Pendant que ses voisines s’installent autour d’elle, à l’ombre d’une petite maison en terre cuite, Mme Shaila Shikrant, drapée d’un sari orange, remplit des bols de céréales et de légumes secs : riz, blé, maïs, petits pois, cacahuètes, graines de sésame, pois chiches, lentilles, fenugrec… À son sourire, on devine qu’il s’agit du fruit de son travail. Mais c’est aussi celui d’une petite révolution.
Nous sommes à Masla, un village de huit cents familles au cœur du Marathwada, dans l’État du Maharashtra, à cinq cents kilomètres à l’est de sa capitale, Bombay. La région, en proie à des vagues de chaleur extrême, est devenue l’épicentre d’une grave crise agricole : plus de six mille paysans s’y sont suicidés au cours des deux dernières années, poussés à bout par des sécheresses successives et par un endettement chronique. Le phénomène est d’ampleur nationale : chaque année depuis 2013, douze mille paysans mettent fin à leurs jours en Inde, selon des chiffres transmis par le gouvernement à la Cour suprême en mai 2017.
Les experts montrent aussi du doigt une stratégie agricole défaillante : depuis dix ans, les cultures alimentaires ont progressivement été abandonnées au profit des cultures commerciales, dont la canne à sucre — une plante certes plus rentable, mais qui requiert énormément d’eau. Selon le gouvernement, la surface de terre utilisée pour celle-ci est passée de 300 000 à 1 million d’hectares entre 2004 et 2014, et absorbe 70 % de l’irrigation dans la région.
« Avec cinq hectares de terrain, on ne produisait que ça, raconte Mme Shikrant. Alors, quand on a manqué d’eau, on a tout perdu — on n’avait plus d’argent pour se nourrir. » L’agricultrice plonge ses doigts dans les bols de légumineuses, qu’elle malaxe, puis égrène, d’un geste plein de tendresse. Les femmes assises autour d’elle l’écoutent attentivement. Depuis la vague de suicides qui a secoué la région en 2014, toutes ont suivi l’exemple de cette pionnière de l’agriculture durable. « J’ai demandé à mon mari de me laisser un hectare pour y cultiver une vingtaine de plantes plus économiques en eau. Je voulais avoir de quoi nourrir ma famille si la canne à sucre échouait, et revenir aux pratiques traditionnelles, en utilisant des engrais naturels. Au début, il était sceptique, mais il a fini par donner son accord. Un an plus tard, quand il a vu les résultats, il m’a laissée gérer la moitié du terrain. »

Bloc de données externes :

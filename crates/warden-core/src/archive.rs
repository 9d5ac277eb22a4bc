// Copyright (c) 2026 Warden Contributors
//
// SPDX-License-Identifier: Apache-2.0
use std::path::{Path, PathBuf};

use chrono::{DateTime, Utc};
use serde::{Deserialize, Serialize};
use serde_json::Value;
use thiserror::Error;
use tracing::info;

#[derive(Debug, Error)]
pub enum ArchiveError {
    #[error("failed to create archive directory {path}: {source}")]
    CreateDir { path: PathBuf, source: std::io::Error },
    #[error("failed to write archive file {path}: {source}")]
    Write { path: PathBuf, source: std::io::Error },
}

/// One turn of an archived conversation transcript. Mirrors the
/// human/ai/tool role split a conversation runner keeps internally.
#[derive(Debug, Clone)]
pub enum ArchivedTurn {
    User {
        content: String,
        timestamp: DateTime<Utc>,
    },
    Agent {
        content: String,
        timestamp: DateTime<Utc>,
        tool_calls: Vec<ArchivedToolCall>,
    },
    ToolResult {
        content: String,
        timestamp: DateTime<Utc>,
        tool_call_id: Option<String>,
    },
}

#[derive(Debug, Clone)]
pub struct ArchivedToolCall {
    pub id: Option<String>,
    pub name: String,
    pub args: Value,
}

/// Metadata describing one archived conversation. Immutable after write.
#[derive(Debug, Clone, Serialize, Deserialize)]
pub struct ConversationArchive {
    pub conversation_id: String,
    pub session_key: String,
    pub workspace_name: String,
    pub started_at: DateTime<Utc>,
    pub ended_at: DateTime<Utc>,
    pub message_count: usize,
    pub summary: Option<String>,
    #[serde(default)]
    pub tags: Vec<String>,
    pub markdown_path: PathBuf,
    pub json_path: PathBuf,
}

#[derive(Serialize, Deserialize)]
struct ArchiveMetadataJson {
    conversation_id: String,
    session_key: String,
    workspace_name: String,
    started_at: DateTime<Utc>,
    ended_at: DateTime<Utc>,
    message_count: usize,
    summary: Option<String>,
    #[serde(default)]
    tags: Vec<String>,
    messages: Vec<JsonTurn>,
}

#[derive(Serialize, Deserialize)]
struct JsonTurn {
    role: String,
    content: String,
    timestamp: DateTime<Utc>,
    #[serde(default)]
    tool_calls: Option<Vec<JsonToolCall>>,
    #[serde(default)]
    tool_call_id: Option<String>,
}

#[derive(Serialize, Deserialize)]
struct JsonToolCall {
    name: String,
    args: Value,
    id: Option<String>,
}

/// Writes conversations to `<workspace>/memory/conversations/<id>.{md,json}`.
/// Vector-search indexing of archives is an external collaborator outside
/// this crate; [`ConversationArchiver::archive`] is where it would be
/// wired in as an optional post-write hook.
pub struct ConversationArchiver {
    archive_dir: PathBuf,
    workspace_name: String,
}

impl ConversationArchiver {
    pub async fn new(workspace_path: impl AsRef<Path>, workspace_name: impl Into<String>) -> Result<Self, ArchiveError> {
        let archive_dir = workspace_path.as_ref().join("memory").join("conversations");
        tokio::fs::create_dir_all(&archive_dir)
            .await
            .map_err(|source| ArchiveError::CreateDir { path: archive_dir.clone(), source })?;
        info!(path = %archive_dir.display(), "conversation archiver initialized");
        Ok(Self {
            archive_dir,
            workspace_name: workspace_name.into(),
        })
    }

    pub async fn archive(
        &self,
        session_key: &str,
        conversation_id: &str,
        transcript: &[ArchivedTurn],
        summary: Option<String>,
        tags: Vec<String>,
    ) -> Result<Option<ConversationArchive>, ArchiveError> {
        if transcript.is_empty() {
            return Ok(None);
        }

        let started_at = turn_timestamp(&transcript[0]);
        let ended_at = Utc::now();
        let markdown_path = self.archive_dir.join(format!("{conversation_id}.md"));
        let json_path = self.archive_dir.join(format!("{conversation_id}.json"));

        let archive = ConversationArchive {
            conversation_id: conversation_id.to_string(),
            session_key: session_key.to_string(),
            workspace_name: self.workspace_name.clone(),
            started_at,
            ended_at,
            message_count: transcript.len(),
            summary,
            tags,
            markdown_path: markdown_path.clone(),
            json_path: json_path.clone(),
        };

        let markdown = render_markdown(&archive, transcript);
        tokio::fs::write(&markdown_path, markdown)
            .await
            .map_err(|source| ArchiveError::Write { path: markdown_path.clone(), source })?;

        let json = render_json(&archive, transcript);
        tokio::fs::write(&json_path, json)
            .await
            .map_err(|source| ArchiveError::Write { path: json_path.clone(), source })?;

        info!(
            conversation_id,
            messages = transcript.len(),
            path = %markdown_path.display(),
            "archived conversation"
        );

        Ok(Some(archive))
    }

    pub async fn list_archives(&self, limit: usize) -> Vec<ConversationArchive> {
        let mut archives = Vec::new();
        let mut entries = match tokio::fs::read_dir(&self.archive_dir).await {
            Ok(entries) => entries,
            Err(_) => return archives,
        };

        while let Ok(Some(entry)) = entries.next_entry().await {
            let path = entry.path();
            if path.extension().and_then(|e| e.to_str()) != Some("json") {
                continue;
            }
            if let Ok(raw) = tokio::fs::read_to_string(&path).await {
                if let Ok(meta) = serde_json::from_str::<ArchiveMetadataJson>(&raw) {
                    archives.push(ConversationArchive {
                        conversation_id: meta.conversation_id,
                        session_key: meta.session_key,
                        workspace_name: meta.workspace_name,
                        started_at: meta.started_at,
                        ended_at: meta.ended_at,
                        message_count: meta.message_count,
                        summary: meta.summary,
                        tags: meta.tags,
                        markdown_path: self.archive_dir.join(format!("{}.md", path.file_stem().unwrap().to_string_lossy())),
                        json_path: path,
                    });
                }
            }
        }

        archives.sort_by(|a, b| b.ended_at.cmp(&a.ended_at));
        archives.truncate(limit);
        archives
    }
}

fn turn_timestamp(turn: &ArchivedTurn) -> DateTime<Utc> {
    match turn {
        ArchivedTurn::User { timestamp, .. } => *timestamp,
        ArchivedTurn::Agent { timestamp, .. } => *timestamp,
        ArchivedTurn::ToolResult { timestamp, .. } => *timestamp,
    }
}

fn render_markdown(archive: &ConversationArchive, transcript: &[ArchivedTurn]) -> String {
    let mut lines = vec![
        "# Conversation Archive".to_string(),
        String::new(),
        format!("**ID:** {}", archive.conversation_id),
        format!("**Session:** {}", archive.session_key),
        format!("**Workspace:** {}", archive.workspace_name),
        format!("**Started:** {}", archive.started_at.to_rfc3339()),
        format!("**Ended:** {}", archive.ended_at.to_rfc3339()),
        format!("**Messages:** {}", archive.message_count),
        String::new(),
    ];

    if let Some(summary) = &archive.summary {
        lines.push("## Summary".to_string());
        lines.push(String::new());
        lines.push(summary.clone());
        lines.push(String::new());
    }

    for turn in transcript {
        match turn {
            ArchivedTurn::User { content, timestamp } => {
                lines.push(format!("**[User]** {}", timestamp.to_rfc3339()));
                lines.push(String::new());
                lines.push(content.clone());
                lines.push(String::new());
                lines.push("---".to_string());
                lines.push(String::new());
            }
            ArchivedTurn::Agent { content, timestamp, tool_calls } => {
                lines.push(format!("**[Agent]** {}", timestamp.to_rfc3339()));
                lines.push(String::new());
                lines.push(content.clone());
                lines.push(String::new());
                for call in tool_calls {
                    lines.push(format!("**[Tool Call: {}]**", call.name));
                    lines.push(String::new());
                    if let Some(obj) = call.args.as_object() {
                        for (key, value) in obj {
                            lines.push(format!("- {key}: {value}"));
                        }
                    }
                    lines.push(String::new());
                }
                lines.push("---".to_string());
                lines.push(String::new());
            }
            ArchivedTurn::ToolResult { content, timestamp, .. } => {
                lines.push(format!("**[Tool Result]** {}", timestamp.to_rfc3339()));
                lines.push(String::new());
                lines.push(content.clone());
                lines.push(String::new());
                lines.push("---".to_string());
                lines.push(String::new());
            }
        }
    }

    lines.join("\n")
}

fn render_json(archive: &ConversationArchive, transcript: &[ArchivedTurn]) -> String {
    let messages = transcript
        .iter()
        .map(|turn| match turn {
            ArchivedTurn::User { content, timestamp } => JsonTurn {
                role: "human".to_string(),
                content: content.clone(),
                timestamp: *timestamp,
                tool_calls: None,
                tool_call_id: None,
            },
            ArchivedTurn::Agent { content, timestamp, tool_calls } => JsonTurn {
                role: "ai".to_string(),
                content: content.clone(),
                timestamp: *timestamp,
                tool_calls: (!tool_calls.is_empty()).then(|| {
                    tool_calls
                        .iter()
                        .map(|c| JsonToolCall {
                            name: c.name.clone(),
                            args: c.args.clone(),
                            id: c.id.clone(),
                        })
                        .collect()
                }),
                tool_call_id: None,
            },
            ArchivedTurn::ToolResult { content, timestamp, tool_call_id } => JsonTurn {
                role: "tool".to_string(),
                content: content.clone(),
                timestamp: *timestamp,
                tool_calls: None,
                tool_call_id: tool_call_id.clone(),
            },
        })
        .collect();

    let data = ArchiveMetadataJson {
        conversation_id: archive.conversation_id.clone(),
        session_key: archive.session_key.clone(),
        workspace_name: archive.workspace_name.clone(),
        started_at: archive.started_at,
        ended_at: archive.ended_at,
        message_count: archive.message_count,
        summary: archive.summary.clone(),
        tags: archive.tags.clone(),
        messages,
    };

    serde_json::to_string_pretty(&data).expect("archive metadata is always serializable")
}

#[cfg(test)]
mod tests {
    use super::*;

    #[tokio::test]
    async fn archive_writes_markdown_and_json() {
        let dir = tempfile::tempdir().unwrap();
        let archiver = ConversationArchiver::new(dir.path(), "test-workspace").await.unwrap();

        let transcript = vec![
            ArchivedTurn::User {
                content: "hello".into(),
                timestamp: Utc::now(),
            },
            ArchivedTurn::Agent {
                content: "hi there".into(),
                timestamp: Utc::now(),
                tool_calls: vec![],
            },
        ];

        let archive = archiver
            .archive("telegram:1", "conv_test", &transcript, None, vec!["manual".into()])
            .await
            .unwrap()
            .unwrap();

        assert!(archive.markdown_path.exists());
        assert!(archive.json_path.exists());
        assert_eq!(archive.message_count, 2);
    }

    #[tokio::test]
    async fn empty_transcript_is_not_archived() {
        let dir = tempfile::tempdir().unwrap();
        let archiver = ConversationArchiver::new(dir.path(), "test-workspace").await.unwrap();
        let result = archiver.archive("telegram:1", "conv_test", &[], None, vec![]).await.unwrap();
        assert!(result.is_none());
    }

    #[tokio::test]
    async fn list_archives_sorted_most_recent_first() {
        let dir = tempfile::tempdir().unwrap();
        let archiver = ConversationArchiver::new(dir.path(), "test-workspace").await.unwrap();
        let transcript = vec![ArchivedTurn::User {
            content: "hi".into(),
            timestamp: Utc::now(),
        }];

        archiver.archive("s1", "conv_a", &transcript, None, vec![]).await.unwrap();
        tokio::time::sleep(std::time::Duration::from_millis(5)).await;
        archiver.archive("s1", "conv_b", &transcript, None, vec![]).await.unwrap();

        let archives = archiver.list_archives(10).await;
        assert_eq!(archives.len(), 2);
        assert_eq!(archives[0].conversation_id, "conv_b");
    }
}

Les récoltes ont vite dépassé ses espérances. Non seulement elles ont permis de nourrir sa famille, mais la vente du surplus a doublé le revenu annuel du foyer, qui s’élève aujourd’hui à 6 000 euros, soit presque quatre fois le revenu moyen des paysans dans cet État (1 600 euros par an). Depuis, cette femme de 38 ans n’a cessé de diversifier son activité : en acquérant du bétail, qui la fournit en engrais, et en vendant ses semences biologiques à Bombay. Dernière étape franchie : l’enregistrement de sa propre entreprise agricole — « le tout en mon nom ! », précise-t-elle sous le regard admiratif de ses voisines. Grâce à ses conseils, elles aussi ont acquis un nouveau statut au sein de leurs familles. L’une d’elles n’en revient toujours pas : « Quand on a dit à nos maris et à nos belles-familles qu’on voulait s’occuper d’une partie du terrain, ils se sont moqués de nous ; maintenant qu’on gagne plus qu’eux, ils nous regardent d’un autre œil ! »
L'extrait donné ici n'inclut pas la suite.